Data items

____________

use jigsaw_kit_core::{
    GeometryProvider, ProgressStore, PuzzleSession, SessionError, SessionRules, SessionState,
    StoreError, TransitionEvent,
};
use thiserror::Error;
use tracing::{debug, info, warn};

use crate::hud::{format_countdown, format_elapsed, format_hints, format_pieces_left};
use crate::input::{ButtonEdge, ButtonTracker, InputSample};
use crate::persisted::AudioSettings;
use crate::runtime::{ControllerHooks, CounterUpdate, MusicCue, Notice, Panel, SideEffect, SoundCue};

#[derive(Debug, Error)]
pub enum ControllerError {
    #[error("missing collaborator: {0}")]
    MissingCollaborator(&'static str),
    #[error(transparent)]
    Session(#[from] SessionError),
    #[error(transparent)]
    Store(#[from] StoreError),
}

/// Frame-driven glue between host input, the active puzzle and the hooks.
pub struct SessionController {
    hooks: ControllerHooks,
    store: Option<Box<dyn ProgressStore>>,
    session: Option<PuzzleSession>,
    audio: AudioSettings,
    button: ButtonTracker,
    music: Option<(MusicCue, bool)>,
    paused: bool,
    finished: bool,
    initialized: bool,
}

impl SessionController {
    pub fn new(hooks: ControllerHooks) -> Self {
        Self {
            hooks,
            store: None,
            session: None,
            audio: AudioSettings::default(),
            button: ButtonTracker::default(),
            music: None,
            paused: false,
            finished: false,
            initialized: false,
        }
    }

    pub fn attach_store(&mut self, store: Box<dyn ProgressStore>) {
        self.store = Some(store);
    }

    /// Make `session` the active puzzle. It must already be prepared.
    pub fn attach_puzzle(&mut self, session: PuzzleSession) {
        self.session = Some(session);
        self.initialized = false;
    }

    pub fn session(&self) -> Option<&PuzzleSession> {
        self.session.as_ref()
    }

    pub fn session_mut(&mut self) -> Option<&mut PuzzleSession> {
        self.session.as_mut()
    }

    pub fn store(&self) -> Option<&dyn ProgressStore> {
        self.store.as_deref()
    }

    pub fn store_mut(&mut self) -> Option<&mut (dyn ProgressStore + 'static)> {
        self.store.as_deref_mut()
    }

    pub fn audio(&self) -> AudioSettings {
        self.audio
    }

    pub fn is_paused(&self) -> bool {
        self.paused
    }

    pub fn is_finished(&self) -> bool {
        self.finished
    }

    /// Last music cue requested while music was enabled.
    pub fn current_music(&self) -> Option<(MusicCue, bool)> {
        self.music
    }

    pub fn init(&mut self) -> Result<(), ControllerError> {
        let store = self
            .store
            .as_deref_mut()
            .ok_or(ControllerError::MissingCollaborator("store"))?;
        let session = self
            .session
            .as_mut()
            .ok_or(ControllerError::MissingCollaborator("puzzle"))?;
        if !session.is_prepared() {
            return Err(ControllerError::MissingCollaborator("layout"));
        }

        self.audio = AudioSettings::load(&*store);
        let report = session.load(&*store)?;
        if !report.restored_positions {
            session.decompose(session.mode())?;
        }
        let failures: Vec<Notice> = report
            .failures
            .iter()
            .map(|(key, err)| Notice::PersistenceFailed {
                key: key.clone(),
                message: err.to_string(),
            })
            .collect();
        let finished = session.state() == SessionState::Assembled;
        let out_of_time = !finished && session.timer().has_expired();
        let timed = session.rules().is_timed();
        let hints = session.rules().hint_limit != 0;
        info!(
            name = session.name(),
            state = ?session.state(),
            restored = report.restored_positions,
            "controller ready"
        );

        self.paused = false;
        self.finished = finished;
        self.button.clear();
        self.initialized = true;
        for notice in failures {
            (self.hooks.on_notice)(notice);
        }
        self.hide(Panel::Win);
        self.hide(Panel::Lose);
        self.hide(Panel::Pause);
        self.toggle(Panel::Timer, timed);
        self.toggle(Panel::Hints, hints);
        if finished {
            self.show(Panel::Win);
            self.play_music(MusicCue::Win, false);
        } else {
            self.play_music(MusicCue::Main, true);
        }
        self.publish_counters();
        if out_of_time {
            self.lose();
        }
        Ok(())
    }

    /// One host frame. Persistence problems become notices, never errors.
    pub fn tick(&mut self, dt: f32, input: &InputSample) -> TransitionEvent {
        if !self.initialized {
            return TransitionEvent::None;
        }
        if input.pause_pressed {
            self.pause();
        }
        let edge = self.button.update(input.primary_down);
        if self.paused || self.finished {
            return TransitionEvent::None;
        }
        let Some(session) = self.session.as_mut() else {
            return TransitionEvent::None;
        };

        let mut event = TransitionEvent::None;
        if edge == ButtonEdge::Pressed && !session.is_holding() {
            if !input.over_ui && session.drag_start(input.pointer).is_some() {
                event = TransitionEvent::DragPiece;
            }
        } else if session.is_holding() && input.primary_down {
            session.drag_update(input.pointer, input.rotation_delta);
        } else if session.is_holding() {
            event = session.drag_end();
        }

        let timer = if session.state() == SessionState::Assembled {
            None
        } else {
            Some(session.timer_mut().tick(dt))
        };

        self.dispatch(event);
        if timer.is_some_and(|tick| tick.expired) && !self.finished {
            self.lose();
        }
        self.publish_counters();
        event
    }

    fn dispatch(&mut self, event: TransitionEvent) {
        if event.is_none() {
            return;
        }
        debug!(?event, "transition");
        (self.hooks.on_transition)(event);
        match event {
            TransitionEvent::None => {}
            TransitionEvent::DragPiece => self.play_sound(SoundCue::Grab),
            TransitionEvent::ReturnPiece => self.play_sound(SoundCue::Assemble),
            TransitionEvent::DropPiece => self.play_sound(SoundCue::Drop),
            TransitionEvent::PuzzleAssembled => {
                self.play_sound(SoundCue::Assemble);
                self.show(Panel::Win);
                self.play_music(MusicCue::Win, false);
                self.finished = true;
                info!("puzzle finished");
            }
        }
    }

    fn lose(&mut self) {
        info!("time is up");
        self.finished = true;
        if let Some(session) = self.session.as_mut() {
            session.cancel_drag();
        }
        self.play_music(MusicCue::Lose, false);
        self.show(Panel::Lose);
        (self.hooks.on_lose)();
    }

    /// Toggle pause. Freezes input handling and the countdown.
    pub fn pause(&mut self) {
        if !self.initialized || self.finished {
            return;
        }
        self.paused = !self.paused;
        if let Some(session) = self.session.as_mut() {
            if self.paused {
                session.timer_mut().pause();
            } else {
                session.timer_mut().resume();
            }
        }
        self.toggle(Panel::Pause, self.paused);
    }

    /// Spend a hint: the lowest unplaced piece snaps home.
    pub fn use_hint(&mut self) -> TransitionEvent {
        if !self.initialized || self.paused || self.finished {
            return TransitionEvent::None;
        }
        let Some(session) = self.session.as_mut() else {
            return TransitionEvent::None;
        };
        let event = session.use_hint();
        let out_of_hints = session.remaining_hints() == 0;
        self.dispatch(event);
        if out_of_hints {
            self.hide(Panel::Hints);
        }
        self.publish_counters();
        event
    }

    /// Fresh scramble of the current puzzle; hint and timer keys restart from the rules.
    pub fn reset_puzzle(&mut self) -> Result<(), ControllerError> {
        let session = self
            .session
            .as_mut()
            .ok_or(ControllerError::MissingCollaborator("puzzle"))?;
        session.reset()?;
        let rules = *session.rules();
        let keys = session.keys();
        let timed = rules.is_timed();

        let mut notices = Vec::new();
        if let Some(store) = self.store.as_deref_mut() {
            if let Err(err) = store.set_int(&keys.hints(), rules.hint_limit) {
                notices.push(persistence_notice(keys.hints(), &err));
            }
            if let Err(err) = store.set_float(&keys.timer(), rules.time_limit.max(0.0)) {
                notices.push(persistence_notice(keys.timer(), &err));
            }
        }
        for notice in notices {
            self.notify(notice);
        }
        self.paused = false;
        self.finished = false;
        self.hide(Panel::Lose);
        self.hide(Panel::Pause);
        self.toggle(Panel::Timer, timed);
        self.toggle(Panel::Hints, rules.hint_limit != 0);
        self.publish_counters();
        Ok(())
    }

    /// Forget saved placement, leave the win screen and start over.
    pub fn restart_puzzle(&mut self) -> Result<(), ControllerError> {
        let session = self
            .session
            .as_ref()
            .ok_or(ControllerError::MissingCollaborator("puzzle"))?;
        let keys = session.keys();
        let mut notices = Vec::new();
        if let Some(store) = self.store.as_deref_mut() {
            for key in [keys.placed(), keys.positions()] {
                if let Err(err) = store.delete(&key) {
                    notices.push(persistence_notice(key, &err));
                }
            }
        }
        for notice in notices {
            self.notify(notice);
        }
        self.hide(Panel::Win);
        self.play_music(MusicCue::Main, true);
        self.reset_puzzle()
    }

    pub fn save(&mut self) -> Result<(), ControllerError> {
        let store = self
            .store
            .as_deref_mut()
            .ok_or(ControllerError::MissingCollaborator("store"))?;
        let session = self
            .session
            .as_ref()
            .ok_or(ControllerError::MissingCollaborator("puzzle"))?;
        session.save(store)?;
        Ok(())
    }

    /// Save and flush. Failures are reported through hooks and returned.
    pub fn on_quit(&mut self) -> Result<(), ControllerError> {
        let result = self.save().and_then(|()| {
            match self.store.as_deref_mut() {
                Some(store) => store.flush().map_err(ControllerError::from),
                None => Ok(()),
            }
        });
        if let Err(err) = &result {
            warn!(error = %err, "saving on quit failed");
            let key = self
                .session
                .as_ref()
                .map(|session| session.name().to_string())
                .unwrap_or_default();
            self.notify(Notice::PersistenceFailed {
                key,
                message: err.to_string(),
            });
        }
        result
    }

    /// Replace the active puzzle with a new one using the same rules.
    /// The old puzzle is not saved.
    pub fn switch_puzzle<G>(&mut self, name: &str, layout: &G) -> Result<(), ControllerError>
    where
        G: GeometryProvider + ?Sized,
    {
        let rules = self
            .session
            .as_ref()
            .map(|session| *session.rules())
            .unwrap_or_else(SessionRules::default);
        self.switch_puzzle_with(name, rules, layout)
    }

    pub fn switch_puzzle_with<G>(
        &mut self,
        name: &str,
        rules: SessionRules,
        layout: &G,
    ) -> Result<(), ControllerError>
    where
        G: GeometryProvider + ?Sized,
    {
        let mut next = PuzzleSession::new(name, rules);
        next.prepare(layout.piece_count(), layout)?;
        info!(name, "switching puzzle");
        self.session = Some(next);
        self.initialized = false;
        self.init()
    }

    pub fn set_music_active(&mut self, enabled: bool) {
        self.audio.music = enabled;
        self.persist_audio(|store| AudioSettings::save_music(store, enabled));
        if enabled {
            self.play_music(MusicCue::Main, true);
        } else {
            self.music = None;
            self.effect(SideEffect::StopMusic);
        }
    }

    pub fn set_sound_active(&mut self, enabled: bool) {
        self.audio.sound = enabled;
        self.persist_audio(|store| AudioSettings::save_sound(store, enabled));
    }

    fn persist_audio<F>(&mut self, write: F)
    where
        F: FnOnce(&mut dyn ProgressStore) -> Result<(), StoreError>,
    {
        let Some(store) = self.store.as_deref_mut() else {
            return;
        };
        if let Err(err) = write(store) {
            self.notify(persistence_notice("audio".to_string(), &err));
        }
    }

    fn publish_counters(&self) {
        let Some(session) = self.session.as_ref() else {
            return;
        };
        let timer = session.timer();
        let counters = CounterUpdate {
            pieces_left: format_pieces_left(session.pieces_left(), session.pieces().len()),
            hints: format_hints(session.remaining_hints()),
            elapsed: format_elapsed(timer.state().elapsed),
            remaining: timer
                .is_timed()
                .then(|| format_countdown(timer.state().remaining)),
        };
        self.effect(SideEffect::Counters(counters));
    }

    fn play_sound(&self, cue: SoundCue) {
        if self.audio.sound {
            self.effect(SideEffect::PlaySound(cue));
        }
    }

    fn play_music(&mut self, cue: MusicCue, looped: bool) {
        if !self.audio.music {
            return;
        }
        self.music = Some((cue, looped));
        self.effect(SideEffect::PlayMusic { cue, looped });
    }

    fn show(&self, panel: Panel) {
        self.effect(SideEffect::ShowPanel(panel));
    }

    fn hide(&self, panel: Panel) {
        self.effect(SideEffect::HidePanel(panel));
    }

    fn toggle(&self, panel: Panel, visible: bool) {
        if visible {
            self.show(panel);
        } else {
            self.hide(panel);
        }
    }

    fn effect(&self, effect: SideEffect) {
        (self.hooks.on_effect)(effect);
    }

    fn notify(&self, notice: Notice) {
        warn!(?notice, "persistence notice");
        (self.hooks.on_notice)(notice);
    }
}

fn persistence_notice(key: String, err: &StoreError) -> Notice {
    Notice::PersistenceFailed {
        key,
        message: err.to_string(),
    }
}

____________

WORK TO COMPLETE:
Repeat exactly the lines of the data from the first one through the line with "use crate::persisted::AudioSettings;", both of them included.

ANSWER BELOW:
use jigsaw_kit_core::{
    GeometryProvider, ProgressStore, PuzzleSession, SessionError, SessionRules, SessionState,
    StoreError, TransitionEvent,
};
use thiserror::Error;
use tracing::{debug, info, warn};

use crate::hud::{format_countdown, format_elapsed, format_hints, format_pieces_left};
use crate::input::{ButtonEdge, ButtonTracker, InputSample};
use crate::persisted::AudioSettings;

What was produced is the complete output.